Hellooo... saya juga manusia yang butuh waktu untuk diri sendiri. Waktu untuk re-charge setelah memberikan diri sepenuhnya untuk anak-anak dan suami #tsaaaah.

Lagipula, kredo saya adalah “Supermom Is Dead” (terima kasih untuk grup musik Superman Is Dead yang namanya mengilhami). Tak perlulah jadi supermom yang bisa melaksanakan segala urusan rumah, suami, dan anak-anak jika itu ternyata menyedot seluruh energi seorang ibu dan menjadikannya layu (perhatikan kata yang di-bold). Mungkin ini sindrom yang sering melanda perempuan. Tuntutan eksternal yang saking halus merasuk akhirnya menjelma menjadi tuntutan internal. Sebagai seorang ibu harus bisa melakukan segala-segala. Pendek kata merasa harus menjadi superwife dan supermom.

Saya sudah angkat tangan dulu deh. Hihihi..cemen atau rasional?

Nah, di Medan ini, saya memutuskan untuk nggak pakai asisten rumah tangga lagi. Takut nggak cocok, sementara saya orangnya nggak enakan kalau nanti mesti berhentikan dia. 
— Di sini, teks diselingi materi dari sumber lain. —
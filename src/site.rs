// src/site.rs

use glam::Vec2;
use serde::{Deserialize, Serialize};
use std::fmt;

/// Stabiler Index einer Site innerhalb eines Diagramm-Durchlaufs.
///
/// Zellen, Nachbarschaftslinks und Punktabfragen referenzieren Sites
/// ausschließlich über diesen Index, nie über Adressen.
#[derive(Debug, Clone, Copy, PartialEq, Eq, Hash, PartialOrd, Ord, Serialize, Deserialize)]
pub struct SiteId(pub usize);

impl SiteId {
    pub fn index(&self) -> usize {
        self.0
    }
}

impl fmt::Display for SiteId {
    fn fmt(&self, f: &mut fmt::Formatter<'_>) -> fmt::Result {
        write!(f, "site#{}", self.0)
    }
}

/// Ein fester Punkt, dem eine exklusive Zelle des Fensters zugeteilt wird.
#[derive(Debug, Clone, PartialEq, Serialize, Deserialize)]
pub struct Site {
    pub id: SiteId,
    pub name: String,
    pub position: Vec2,
}

impl Site {
    pub fn new(id: SiteId, name: impl Into<String>, position: Vec2) -> Self {
        Self {
            id,
            name: name.into(),
            position,
        }
    }
}
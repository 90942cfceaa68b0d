// src/voronoi/mod.rs

//! Zellaufbau über den Dreiecksfächer einer Delaunay-Triangulierung.

pub mod cell;
pub mod diagram;
pub mod links;
pub mod mesh;

pub use cell::{FanKind, build_cell};
pub use diagram::{CellOutcome, Diagram};
pub use links::{Link, shared_edge_links};
pub use mesh::{DelaunayMesh, TriangleProvider};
Awalnya, saya memutuskan untuk mengurangi pekerjaan cuci-gosok dengan cara mendelegasikan ke laundry kiloan. Tapi rupanya ribet soal antar jemput pakaian. Juga baju yang jadi bolong-bolong kecil karena pemasangan label nama.

Jadilah mencuci dan setrika kembali jadi urusan rumah. Pikir-pikir, apa ya kerjaan yang bisa dikurangi? Pilihan jatuh ke urusan makan. Aslinya juga karena saya memang nggak hobi masak. Kalau pakai rantangan, segala keribetan memasak, mulai dari belanja hingga mencuci perkakas akan terminimalisasi. Paling-paling saya cuma perlu menyiapkan makanan bagi bocah-bocah karena saya yakin menu rantangan bakalan nggak cocok buat lidah mereka.
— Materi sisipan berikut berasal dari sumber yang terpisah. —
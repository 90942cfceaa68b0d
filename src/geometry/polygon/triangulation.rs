// src/geometry/polygon/triangulation.rs

use super::core::Polygon;
use crate::error::{GeometryError, GeometryResult};
use crate::geometry::triangle::Triangle;
use glam::Vec2;

impl Polygon {
    /// Ohr-Abschneidungs-Triangulierung des Rings; das Ergebnis wird
    /// zwischengespeichert und über [`Polygon::triangles`] bereitgestellt.
    ///
    /// Ein Ohr sind drei aufeinanderfolgende Eckpunkte, die CCW orientiert
    /// sind und keinen weiteren Ring-Eckpunkt strikt enthalten. Nach einem
    /// gefundenen Ohr wird am selben Index weitergesucht, da die Entfernung
    /// des Mittel-Eckpunkts sofort ein neues Ohr freilegen kann.
    ///
    /// Terminierung: finden zwei volle Umläufe über den aktuellen Ring kein
    /// Ohr, bricht die Triangulierung mit `TriangulationFailed` ab statt
    /// endlos zu laufen (selbstschneidende oder duplizierte Eingaben).
    pub fn triangulate(&mut self) -> GeometryResult<()> {
        if self.is_empty() {
            self.triangles = Some(Vec::new());
            return Ok(());
        }
        if !self.is_valid() {
            return Err(GeometryError::InsufficientPoints {
                expected: 4,
                actual: self.vertices.len(),
            });
        }

        // Arbeitsring ohne Abschluss-Duplikat
        let mut ring: Vec<Vec2> = self.vertices[..self.vertices.len() - 1].to_vec();
        let mut triangles = Vec::with_capacity(ring.len() - 2);
        let mut i = 0usize;
        let mut misses = 0usize;

        while ring.len() >= 3 {
            let n = ring.len();
            if misses > 2 * n {
                return Err(GeometryError::TriangulationFailed {
                    reason: format!(
                        "no ear found after two full scans ({} vertices remaining)",
                        n
                    ),
                });
            }

            let i0 = i % n;
            let i1 = (i + 1) % n;
            let i2 = (i + 2) % n;
            let candidate = Triangle::new(ring[i0], ring[i1], ring[i2]);

            let others: Vec<Vec2> = ring
                .iter()
                .enumerate()
                .filter(|(j, _)| *j != i0 && *j != i1 && *j != i2)
                .map(|(_, v)| *v)
                .collect();

            if candidate.is_ccw() && !candidate.contains_one_of(&others) {
                triangles.push(candidate);
                ring.remove(i1);
                misses = 0;
                // gleicher Index: das nächste Kandidaten-Tripel rückt nach
            } else {
                i = (i + 1) % n;
                misses += 1;
            }
        }

        self.triangles = Some(triangles);
        Ok(())
    }
}

#[cfg(test)]
mod tests {
    use super::*;
    use crate::utils::comparison::nearly_equal_eps;

    fn closed(points: &[Vec2]) -> Polygon {
        let mut p = Polygon::new();
        for &v in points {
            p.push_vertex(v);
        }
        p
    }

    #[test]
    fn test_square_yields_two_triangles() {
        let mut p = closed(&[
            Vec2::new(0.0, 0.0),
            Vec2::new(1.0, 0.0),
            Vec2::new(1.0, 1.0),
            Vec2::new(0.0, 1.0),
        ]);
        p.triangulate().unwrap();
        assert_eq!(p.triangles().len(), 2);

        let total: f32 = p.triangles().iter().map(|t| t.area()).sum();
        assert!(nearly_equal_eps(total, 1.0, 1e-4));
    }

    #[test]
    fn test_ngon_yields_n_minus_two_triangles() {
        // convex octagon
        let mut points = Vec::new();
        for i in 0..8 {
            let a = std::f32::consts::TAU * i as f32 / 8.0;
            points.push(Vec2::new(a.cos(), a.sin()));
        }
        let mut p = closed(&points);
        let area_before = p.area();
        p.triangulate().unwrap();

        assert_eq!(p.triangles().len(), 6);
        let total: f32 = p.triangles().iter().map(|t| t.area()).sum();
        assert!(nearly_equal_eps(total, area_before, 1e-3));
    }

    #[test]
    fn test_concave_polygon() {
        // L-shaped, CCW
        let mut p = closed(&[
            Vec2::new(0.0, 0.0),
            Vec2::new(2.0, 0.0),
            Vec2::new(2.0, 1.0),
            Vec2::new(1.0, 1.0),
            Vec2::new(1.0, 2.0),
            Vec2::new(0.0, 2.0),
        ]);
        p.triangulate().unwrap();
        assert_eq!(p.triangles().len(), 4);
        let total: f32 = p.triangles().iter().map(|t| t.area()).sum();
        assert!(nearly_equal_eps(total, 3.0, 1e-3));
        // all emitted ears are CCW
        assert!(p.triangles().iter().all(|t| t.is_ccw()));
    }

    #[test]
    fn test_degenerate_ring_fails_instead_of_looping() {
        // clockwise ring never exposes a CCW ear
        let mut p = closed(&[
            Vec2::new(0.0, 0.0),
            Vec2::new(0.0, 1.0),
            Vec2::new(1.0, 1.0),
            Vec2::new(1.0, 0.0),
        ]);
        assert!(matches!(
            p.triangulate(),
            Err(GeometryError::TriangulationFailed { .. })
        ));
    }

    #[test]
    fn test_empty_polygon_triangulates_to_nothing() {
        let mut p = Polygon::new();
        p.triangulate().unwrap();
        assert!(p.triangles().is_empty());
    }

    #[test]
    fn test_contains_uses_cached_triangles() {
        let mut p = closed(&[
            Vec2::new(0.0, 0.0),
            Vec2::new(2.0, 0.0),
            Vec2::new(2.0, 2.0),
            Vec2::new(0.0, 2.0),
        ]);
        p.triangulate().unwrap();
        assert!(p.contains(Vec2::new(1.0, 1.0)));
        assert!(p.contains(Vec2::new(0.0, 0.0)));
        assert!(!p.contains(Vec2::new(2.5, 1.0)));
    }
}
Tapi sungguh, meski sudah menjatuhkan pilihan, tapi eksekusinya tak bisa segera. Sewaktu di Siantar, saya pernah pakai rantangan. Tapi saya nggak selalu cocok dengan masakannya. Sehari-dua hari masih oke, tapi lama-lama bosan juga makanan masakan luar. Padahal, bayar harus sebulan full. Dan kalau kami pergi keluar kota, tidak ada diskon untuk periode hari selama pergi. Rugi bandar 😁😁😁😁

Jadilah, sebelum memutuskan untuk langganan rantangan, saya sesekali beli masakan di warung (yang mana sebagian besar warung melayani rantangan). Saya sampai mencoba-coba beberapa warung untuk menemukan yang cocok. Tapi rupanya enggak ketemu. (Mungkin memang lidahnya yang susah kompromi). 

Pun urusan beli makan ini pun kadang ribet karena belinya sekalian saat menjemput Ale sekolah, yang mana saya sudah ribet membawa duo bocil dan bawaan-bawaan anak sekolah. Mau keluar khusus buat beli makanan kok males... Beda kalau rantangan, delivery, nggak perlu repot keluar rumah. 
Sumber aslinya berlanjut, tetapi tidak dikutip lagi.